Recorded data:

· · · · · · ·

// Copyright 2025 Google LLC
//
// Licensed under the Apache License, Version 2.0 (the "License");
// you may not use this file except in compliance with the License.
// You may obtain a copy of the License at
//
//     http://www.apache.org/licenses/LICENSE-2.0
//
// Unless required by applicable law or agreed to in writing, software
// distributed under the License is distributed on an "AS IS" BASIS,
// WITHOUT WARRANTIES OR CONDITIONS OF ANY KIND, either express or implied.
// See the License for the specific language governing permissions and
// limitations under the License.

//! # Async Request Batcher
//!
//! An asynchronous **request-batching coalescer** built on top of [`tokio`],
//! plus the HTTP reverse proxy that fronts it.
//!
//! Many concurrent callers submit individual requests; the batcher groups
//! them into bounded batches, dispatches each batch to a user-supplied batch
//! handler, and routes each element of the handler's response back to the
//! caller that submitted the corresponding input.
//!
//! ## Core Concepts
//!
//! - A [`batcher::RequestBatcher<R, S>`](batcher::RequestBatcher) accepts
//!   single requests of type `R` and resolves each submission to a response
//!   of type `S`.
//! - A batch is sent when it reaches `max_batch_size` or when `batch_timeout`
//!   has elapsed since its first submission, whichever comes first.
//! - The [`batcher::SendFn`] handler is invoked once per batch with the
//!   ordered payload sequence and must return one response per input, in
//!   order. Dispatch runs on its own task, so the next batch accumulates
//!   while the previous one is in flight.
//! - The [`server`] module exposes the batcher over HTTP: one JSON value per
//!   POST in, that caller's JSON value back out. The [`transport`] module
//!   ships each batch to the backend as a single JSON array.
//!
//! ## Example
//!
//! ```rust,no_run
//! use std::sync::Arc;
//! use std::time::Duration;
//! use async_request_batcher::batcher::{BatchingConfig, RequestBatcher};
//! use futures::FutureExt;
//! use tokio_util::sync::CancellationToken;
//!
//! #[tokio::main]
//! async fn main() -> anyhow::Result<()> {
//!     // A handler that echoes each batch back unchanged.
//!     let config = BatchingConfig {
//!         max_batch_size: 32,
//!         batch_timeout: Duration::from_millis(10),
//!         send: Arc::new(|batch: Vec<String>| {
//!             async move { Ok::<_, anyhow::Error>(batch) }.boxed()
//!         }),
//!     };
//!
//!     let batcher = RequestBatcher::new(CancellationToken::new(), config)?;
//!
//!     // Submit a single request; it resolves once its batch completes.
//!     let response = batcher
//!         .submit("hello".to_string(), Duration::from_secs(1))
//!         .await?;
//!
//!     println!("Response: {response}");
//!     Ok(())
//! }
//! ```
//!
//! ## When to Use
//!
//! - Fronting a backend that is much cheaper per item when called with
//!   **batches** (model inference, bulk lookups) behind a per-request API
//! - Coalescing chatty concurrent producers onto a bounded number of
//!   downstream calls without losing per-caller request/response semantics
//!
//! ## Limitations
//!
//! - Responses map to requests **by position only**; the backend must
//!   preserve order and length.
//! - No retries across batches: a failed batch fails every caller in it.
//!
//! ## License
//!
//! Licensed under [Apache 2.0](https://www.apache.org/licenses/LICENSE-2.0).
mod constants;

pub mod args;
pub mod batcher;
pub mod error;
pub mod server;
pub mod transport;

· · · · · · ·

• **Exercise requirements**:
Pull out every line of the entries that includes the word "main".

• **Solution**:
//! #[tokio::main]
//! async fn main() -> anyhow::Result<()> {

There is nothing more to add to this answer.